A Quiet Place: the Makings of a Sleep Sanctuary

Woman sleeping in bed

If you’re not sleeping soundly, there might be something wrong with your bedroom. It’s not the Pinterest-worthy accent walls or the eclectic vanity table. It’s more of the elements that aren’t pretty. If you want to turn your pretty bedroom into a sleep sanctuary, these are the things that you should pay attention to:


Specifically, the absence of it. Darkness is crucial to sleep as it sends an important signal to the body that it’s time to rest. The pineal gland produces melatonin (aptly called darkness hormone), the brain chemical that regulates sleep. As this happens, your body goes into rest mode. The muscles start to relax, the body temperature drops, and the drowsiness increases. So for the ideal sleeping environment, keep your room dark. Turn off that bedside lamp. Draw the curtains if you don’t want sudden lights from passing cars or your neighbor’s television to interrupt your slumber. Most importantly, put away your gadgets. The blue light coming from your phone delays the release of melatonin — it’s the darkness hormone, remember — which means you will find it more challenging to get some shut-eye after you enjoy perusing someone’s social media profile.

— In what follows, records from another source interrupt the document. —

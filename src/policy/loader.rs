//! Load policy shards from CSV

use super::{Gender, Policy, SmokingStatus};
use crate::error::SimulationError;
use csv::Reader;
use std::path::Path;

/// Raw CSV row matching the policy shard columns
#[derive(Debug, serde::Deserialize)]
struct CsvRow {
    id: String,
    age: f64,
    gender: String,
    smoking_status: String,
    occupation: String,
    policy_type: String,
    effective_date: String,
    term: f64,
    premium: f64,
}

impl CsvRow {
    fn to_policy(self) -> Result<Policy, SimulationError> {
        if !(self.term.is_finite() && self.term > 0.0) {
            return Err(SimulationError::InvalidPolicy {
                policy_id: self.id,
                reason: format!("term must be positive, got {}", self.term),
            });
        }

        Ok(Policy {
            gender: Gender::parse(&self.gender),
            smoking_status: SmokingStatus::parse(&self.smoking_status),
            id: self.id,
            age: self.age,
            occupation: self.occupation,
            policy_type: self.policy_type,
            effective_date: self.effective_date,
            term: self.term,
            premium: self.premium,
        })
    }
}

/// Load all policies from a CSV file
pub fn load_policies<P: AsRef<Path>>(path: P) -> Result<Vec<Policy>, SimulationError> {
    let reader = Reader::from_path(path)?;
    collect_policies(reader)
}

/// Load policies from any reader (e.g., string buffer, network stream)
pub fn load_policies_from_reader<R: std::io::Read>(reader: R) -> Result<Vec<Policy>, SimulationError> {
    collect_policies(Reader::from_reader(reader))
}

fn collect_policies<R: std::io::Read>(mut reader: Reader<R>) -> Result<Vec<Policy>, SimulationError> {
    let mut policies = Vec::new();
    for result in reader.deserialize() {
        let row: CsvRow = result?;
        policies.push(row.to_policy()?);
    }
    Ok(policies)
}

#[cfg(test)]
mod tests {
    use super::*;
    use chrono::NaiveDate;

    const SHARD: &str = "\
id,age,gender,smoking_status,occupation,policy_type,effective_date,term,premium
P-001,45,Male,Non-Smoker,Engineer,Term Life,2021-03-15,3650,1200.50
P-002,62,Female,Smoker,Pharmacist,Whole Life,06/01/2019,7300,2400
";

    #[test]
    fn test_load_policies() {
        let policies = load_policies_from_reader(SHARD.as_bytes()).expect("Failed to load policies");
        assert_eq!(policies.len(), 2);

        let p1 = &policies[0];
        assert_eq!(p1.id, "P-001");
        assert_eq!(p1.gender, Gender::Male);
        assert_eq!(p1.smoking_status, SmokingStatus::NonSmoker);
        assert_eq!(p1.effective_on(), NaiveDate::from_ymd_opt(2021, 3, 15));
        assert_eq!(p1.term, 3650.0);

        let p2 = &policies[1];
        assert_eq!(p2.policy_type, "Whole Life");
        assert_eq!(p2.effective_on(), NaiveDate::from_ymd_opt(2019, 6, 1));
    }

    #[test]
    fn test_unfamiliar_descriptive_columns_load() {
        let csv = "\
id,age,gender,smoking_status,occupation,policy_type,effective_date,term,premium
P-1,41,Other,No,Clerk,Term Life,2021-01-01,3650,700
P-2,58,Female,Former Smoker,Chef,Term Life,2021-01-01,1825,900
P-3,36,Male,No,Driver,Whole Life,2021-01-01T00:00:00,7300,650
";
        let policies = load_policies_from_reader(csv.as_bytes()).unwrap();

        assert_eq!(policies.len(), 3);
        assert_eq!(policies[0].gender, Gender::Other("Other".to_string()));
        assert_eq!(
            policies[1].smoking_status,
            SmokingStatus::Other("Former Smoker".to_string())
        );
        assert_eq!(policies[2].effective_date, "2021-01-01T00:00:00");
        assert_eq!(policies[2].effective_on(), None);
    }

    #[test]
    fn test_rejects_zero_term() {
        let csv = "\
id,age,gender,smoking_status,occupation,policy_type,effective_date,term,premium
P-009,30,Female,No,Nurse,Term Life,2020-01-01,0,500
";
        let err = load_policies_from_reader(csv.as_bytes()).unwrap_err();
        match err {
            SimulationError::InvalidPolicy { policy_id, .. } => assert_eq!(policy_id, "P-009"),
            other => panic!("unexpected error: {}", other),
        }
    }

    #[test]
    fn test_rejects_malformed_row() {
        let csv = "\
id,age,gender,smoking_status,occupation,policy_type,effective_date,term,premium
P-010,thirty,Female,No,Nurse,Term Life,2020-01-01,365,500
";
        assert!(matches!(
            load_policies_from_reader(csv.as_bytes()),
            Err(SimulationError::Csv(_))
        ));
    }
}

When the body prepares you for slumber, your internal temperature goes down. This is one of the things that make you sleepy. When you’re in a cold room, that mechanism or process becomes easier for the body. The opposite is true as well. When you’re in a warm or hot room, you’ll find yourself unable to fall asleep faster or stay asleep through the night. You wake up all sweaty, and when you try to get up to wipe the sweat off or adjust your room thermostat, you’re already wide-eyed by the time you go back to bed. So just before hitting the sack, keep your space cool already. If you’re still relying on old open windows and ceiling fans, consider investing in air conditioning installation. Salt Lake City experts recommend setting the thermostat at 60-67 degrees Fahrenheit. Set this temperature at least an hour before hopping onto your bed.

man snoring in his sleep


Sounds that are almost unnoticeable when you’re awake can be annoying when you catch them when you’re nap mode. They’re notorious for disrupting the light stages of sleep; they make it hard to go back to dreamland. And mind you, even if you manage to go back to sleep, the brain still processes the noises. This creates restlessness, ruining sleep quality and the transition from light to deep sleep. So make it a priority to reduce the noises in your room. These include your relatives’ chattering in the living room, your neighbor’s music, or the cars’ engines on the road. You can use rugs or carpets, draw the curtains, and wear earplugs. If these don’t work, try playing white noise in the background.

In your busyness to make the perfect bedroom, you might have fixated on how it looks more than how it functions. Your space is supposed to be a sleep sanctuary, so make it one.